Asteroid with unexplained orbital shift turns out to be a 'dark comet'
Typically, astronomers identify comets by their distinct atmospheres, or comae, and their tails, which are created as the sun vaporizes a comet's ice.
Key points
- Focus: Typically, astronomers identify comets by their distinct atmospheres, or comae, and their tails, which are created as the sun vaporizes a comet's ice
- Detail: Science reporting: verify primary technical documentation
- Editorial reading: science reporting; whenever possible, verify the cited primary source.
Typically, astronomers identify comets by their distinct atmospheres, or comae, and their tails, which are created as the sun vaporizes a comet's ice. These features emit a glow when sunlight bounces off dust and water droplets. The science-journalism coverage adds useful context, while the strongest evidential footing still comes from the underlying data, papers or institutional documentation.
The significance lies in Earth science becomes stronger when local observations can be placed inside a broader physical pattern that spans time and geography. The planet operates as a coupled system in which atmospheric, oceanic, cryospheric and solid-Earth processes interact across timescales from days to millions of years. A measurement that captures one variable at one location and one moment has limited interpretive value until it is embedded in the longer series and wider spatial coverage that allow natural variability to be separated from forced change. In a new study, published in Nature Astronomy, a group of astronomers focused on an enigmatic asteroid referred to as "1998 SH2. However, in August 2025, during a close approach to Earth, the asteroid wasn't where models predicted it would be.

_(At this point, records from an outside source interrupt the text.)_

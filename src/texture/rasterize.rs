use std::io::Write as _;
use std::path::{Path, PathBuf};

use crate::foundation::error::{LottieError, LottieResult};
use crate::render::backend::MarkupFrame;
use crate::render::svg_raster::{parse_svg, rasterize_svg_to_premul_rgba8};
use crate::texture::node::Texture;

/// Turns serialized markup into pixels.
pub trait MarkupRasterizer {
    /// Rasterize `frame` at its target size.
    fn rasterize(&self, frame: &MarkupFrame) -> LottieResult<Texture>;
}

/// Writes each frame to a uniquely named transient file, decodes it back and deletes it.
///
/// The file is removed on every path, decode failures included.
#[derive(Clone, Debug)]
pub struct FileRoundTripRasterizer {
    dir: PathBuf,
}

impl FileRoundTripRasterizer {
    /// Place transient artifacts in `dir`.
    pub fn new(dir: impl Into<PathBuf>) -> Self {
        Self { dir: dir.into() }
    }

    /// Artifact directory.
    pub fn dir(&self) -> &Path {
        &self.dir
    }
}

impl MarkupRasterizer for FileRoundTripRasterizer {
    fn rasterize(&self, frame: &MarkupFrame) -> LottieResult<Texture> {
        let mut artifact = tempfile::Builder::new()
            .prefix("wavyte-lottie-")
            .suffix(".svg")
            .tempfile_in(&self.dir)
            .map_err(|e| {
                LottieError::transient_io(format!(
                    "create artifact in '{}': {e}",
                    self.dir.display()
                ))
            })?;

        let decoded = artifact
            .write_all(frame.markup.as_bytes())
            .and_then(|()| artifact.flush())
            .and_then(|()| std::fs::read(artifact.path()))
            .map_err(|e| LottieError::transient_io(format!("markup artifact round trip: {e}")))
            .and_then(|bytes| decode_svg_texture(&bytes, frame));

        let path = artifact.path().to_path_buf();
        let removed = artifact.close();
        match (decoded, removed) {
            (Err(e), Err(io)) => {
                tracing::warn!(path = %path.display(), error = %io, "failed to remove markup artifact");
                Err(e)
            }
            (Err(e), Ok(())) => Err(e),
            (Ok(_), Err(io)) => Err(LottieError::transient_io(format!(
                "remove '{}': {io}",
                path.display()
            ))),
            (Ok(texture), Ok(())) => Ok(texture),
        }
    }
}

/// Parses and rasterizes the markup without touching the filesystem.
#[derive(Clone, Copy, Debug, Default)]
pub struct InMemoryRasterizer;

impl MarkupRasterizer for InMemoryRasterizer {
    fn rasterize(&self, frame: &MarkupFrame) -> LottieResult<Texture> {
        decode_svg_texture(frame.markup.as_bytes(), frame)
    }
}

fn decode_svg_texture(bytes: &[u8], frame: &MarkupFrame) -> LottieResult<Texture> {
    let tree = parse_svg(bytes, frame.fonts.clone())
        .map_err(|e| LottieError::texture_decode(format!("{e:#}")))?;
    let data = rasterize_svg_to_premul_rgba8(&tree, frame.width, frame.height)
        .map_err(|e| LottieError::texture_decode(format!("{e:#}")))?;
    Ok(Texture {
        width: frame.width,
        height: frame.height,
        data,
        premultiplied: true,
    })
}

#[cfg(test)]
#[path = "../../tests/unit/texture/rasterize.rs"]
mod tests;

By the end of August, the Southern Observatory for Near Earth Asteroids Research Wykrota-Centro de Estudos Astronômicos de Minas Gerais observatory in Serra da Piedade, Brazil. The astronomers used a gravity-only prediction, one that would have been accurate for a normal asteroid, but found that the object was 19 standard deviations from its predicted.
The team then used deep, stacked images from powerful telescopes in Chile and Hawaii to search specifically for very faint dust around 1998 SH2. This is the first direct confirmation of cometary activity that had been predicted from an object's anomalous motion.
The study authors write, "Collectively, the images demonstrate that dust release took place continuously over the period from late August to late September 2025, and do not imply. The possibility that a number of potentially hazardous objects currently classified as asteroids could turn out to be comets could increase the relative Earth impact risk from.
The broader interest lies in linking the observation to climatic, geophysical or environmental dynamics that extend well beyond the immediate event or location. Earth science is unusual in that its most important questions operate on timescales that no single research career can observe directly, making the archival record, whether in ice, sediment, rock or satellite data, as important as any new measurement. Results that can be embedded in that record, and that either confirm or challenge the patterns it reveals, carry disproportionate scientific weight.
Discover the latest in science, tech, and space with over 100, 000 subscribers who rely on Phys. org for daily insights. Moreover, models of the actual impact effects if an object were to hit Earth can lead to different assessments based on the nature of the object.
Because this item comes through Phys. org Space as science journalism, it should be treated as contextual reporting rather than primary evidence. Good science reporting can identify why a result matters, connect it to the wider literature and make technical work readable, but the decisive evidence remains in the original paper, dataset, mission release or technical record. That distinction is especially important when a story is later repeated by aggregators, because repetition increases visibility, not evidential strength.
The next step is to place the result inside longer time series and to compare it with independent instruments and independent sites. Earth system observations gain most of their interpretive power from network density and temporal depth, not from any single measurement however precise. Model simulations that assimilate the new data will help clarify whether the observation fits comfortably within known natural variability or represents a shift that existing models do not reproduce.